[WORK ITEM] Filter the entries for lines with the word "NewMeal".

[EXTRACTED INFORMATION]

---*---

//! In-process fake of the meals/auth API for tests.

use std::collections::HashMap;

use axum::{
    extract::{Path, Query},
    http::{header::AUTHORIZATION, HeaderMap, StatusCode},
    response::{IntoResponse, Response},
    routing::{get, post},
    Form, Json, Router,
};
use jsonwebtoken::{encode, EncodingKey, Header};
use serde_json::{json, Value};
use time::OffsetDateTime;

use crate::config::ApiConfig;

pub(crate) const USER: &str = "ada@example.com";
pub(crate) const PASSWORD: &str = "correct-horse";
pub(crate) const GOOD_TOKEN: &str = "good-token";

/// Binds the fake on an ephemeral port and returns a config pointing at it.
pub(crate) async fn spawn_fake_api() -> ApiConfig {
    let listener = tokio::net::TcpListener::bind("127.0.0.1:0")
        .await
        .expect("bind fake api");
    let addr = listener.local_addr().expect("local addr");
    tokio::spawn(async move {
        axum::serve(listener, fake_router())
            .await
            .expect("fake api serve");
    });
    ApiConfig {
        base_url: format!("http://{addr}"),
        prefix: "/api".into(),
        timeout_secs: 5,
    }
}

fn fake_router() -> Router {
    Router::new()
        .route("/api/auth/jwt/login", post(login))
        .route("/api/meals/", get(list_meals).post(create_meal))
        .route("/api/meals/stats/daily", get(daily_stats))
        .route(
            "/api/meals/:id",
            get(get_meal).put(update_meal).delete(delete_meal),
        )
}

fn fixture() -> Vec<Value> {
    vec![
        json!({"id": 1, "user_id": 1, "name": "porridge", "calories": 500.0, "proteins": 20.0,
               "carbohydrates": 80.0, "fats": 10.0, "fiber": 8.0, "meal_type": "breakfast",
               "date": "2024-01-01T08:00:00"}),
        json!({"id": 2, "user_id": 1, "name": "salad", "calories": 300.0, "proteins": 12.0,
               "carbohydrates": 20.0, "fats": 15.0, "fiber": null, "meal_type": "lunch",
               "date": "2024-01-01T12:30:00"}),
        json!({"id": 3, "user_id": 1, "name": "pasta", "calories": 700.0, "proteins": 25.0,
               "carbohydrates": 110.0, "fats": 18.0, "fiber": 6.0, "meal_type": "dinner",
               "date": "2024-01-02T19:00:00"}),
        json!({"id": 4, "user_id": 1, "name": "bar", "calories": 210.0, "meal_type": "snack",
               "date": null}),
    ]
}

fn issue_token() -> String {
    let exp = OffsetDateTime::now_utc().unix_timestamp() + 3600;
    encode(
        &Header::default(),
        &json!({"sub": "1", "aud": ["fastapi-users:auth"], "exp": exp}),
        &EncodingKey::from_secret(b"fake-api-secret"),
    )
    .expect("sign fake token")
}

fn authorized(headers: &HeaderMap) -> bool {
    headers
        .get(AUTHORIZATION)
        .and_then(|v| v.to_str().ok())
        .and_then(|v| v.strip_prefix("Bearer "))
        .is_some_and(|t| !t.is_empty() && t != "expired")
}

fn unauthorized() -> Response {
    (StatusCode::UNAUTHORIZED, Json(json!({"detail": "Unauthorized"}))).into_response()
}

fn not_found() -> Response {
    (StatusCode::NOT_FOUND, Json(json!({"detail": "Meal not found"}))).into_response()
}

fn on_day(meal: &Value, day: Option<&String>) -> bool {
    match day {
        Some(d) => meal["date"]
            .as_str()
            .is_some_and(|s| s.starts_with(d.as_str())),
        None => true,
    }
}

async fn login(Form(form): Form<HashMap<String, String>>) -> Response {
    let ok = form.get("username").map(String::as_str) == Some(USER)
        && form.get("password").map(String::as_str) == Some(PASSWORD);
    if !ok {
        return (
            StatusCode::BAD_REQUEST,
            Json(json!({"detail": "LOGIN_BAD_CREDENTIALS"})),
        )
            .into_response();
    }
    Json(json!({"access_token": issue_token(), "token_type": "bearer"})).into_response()
}

async fn list_meals(headers: HeaderMap, Query(q): Query<HashMap<String, String>>) -> Response {
    if !authorized(&headers) {
        return unauthorized();
    }
    let meals: Vec<Value> = fixture()
        .into_iter()
        .filter(|m| on_day(m, q.get("date_filter")))
        .collect();
    Json(meals).into_response()
}

async fn create_meal(headers: HeaderMap, Json(mut body): Json<Value>) -> Response {
    if !authorized(&headers) {
        return unauthorized();
    }
    body["id"] = json!(99);
    body["user_id"] = json!(1);
    (StatusCode::OK, Json(body)).into_response()
}

async fn get_meal(headers: HeaderMap, Path(id): Path<i64>) -> Response {
    if !authorized(&headers) {
        return unauthorized();
    }
    if id == 7 {
        return (StatusCode::OK, "<html>proxy error</html>").into_response();
    }
    match fixture().into_iter().find(|m| m["id"] == json!(id)) {
        Some(meal) => Json(meal).into_response(),
        None => not_found(),
    }
}

async fn update_meal(
    headers: HeaderMap,
    Path(id): Path<i64>,
    Json(patch): Json<Value>,
) -> Response {
    if !authorized(&headers) {
        return unauthorized();
    }
    let Some(mut meal) = fixture().into_iter().find(|m| m["id"] == json!(id)) else {
        return not_found();
    };
    if let (Some(target), Some(fields)) = (meal.as_object_mut(), patch.as_object()) {
        for (k, v) in fields {
            target.insert(k.clone(), v.clone());
        }
    }
    Json(meal).into_response()
}

async fn delete_meal(headers: HeaderMap, Path(id): Path<i64>) -> Response {
    if !authorized(&headers) {
        return unauthorized();
    }
    if !fixture().iter().any(|m| m["id"] == json!(id)) {
        return not_found();
    }
    Json(json!({"message": "Meal deleted"})).into_response()
}

async fn daily_stats(headers: HeaderMap, Query(q): Query<HashMap<String, String>>) -> Response {
    if !authorized(&headers) {
        return unauthorized();
    }
    let day = q.get("date_filter").cloned().unwrap_or_default();
    let meals: Vec<Value> = fixture()
        .into_iter()
        .filter(|m| on_day(m, Some(&day)))
        .collect();
    let total = |field: &str| -> f64 { meals.iter().filter_map(|m| m[field].as_f64()).sum() };
    Json(json!({
        "date": day,
        "total_calories": total("calories"),
        "total_proteins": total("proteins"),
        "total_carbohydrates": total("carbohydrates"),
        "total_fats": total("fats"),
        "total_fiber": total("fiber"),
        "meal_count": meals.len(),
    }))
    .into_response()
}
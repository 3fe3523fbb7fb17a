mod client;
#[cfg(test)]
pub(crate) mod testing;

use async_trait::async_trait;
use time::Date;

use crate::auth::Session;
use crate::error::ApiError;
use crate::meals::{DailyStats, MealRecord, NewMeal};

pub use client::ApiClient;

/// The calls the views depend on.
#[async_trait]
pub trait MealsApi: Send + Sync {
    /// All meals of the user, or only those of `day`.
    async fn list_meals(
        &self,
        session: &Session,
        day: Option<Date>,
    ) -> Result<Vec<MealRecord>, ApiError>;

    async fn create_meal(&self, session: &Session, meal: &NewMeal) -> Result<MealRecord, ApiError>;

    async fn daily_stats(&self, session: &Session, day: Date) -> Result<DailyStats, ApiError>;
}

---*---

[EXERCISE ANSWER]
use crate::meals::{DailyStats, MealRecord, NewMeal};
    async fn create_meal(&self, session: &Session, meal: &NewMeal) -> Result<MealRecord, ApiError>;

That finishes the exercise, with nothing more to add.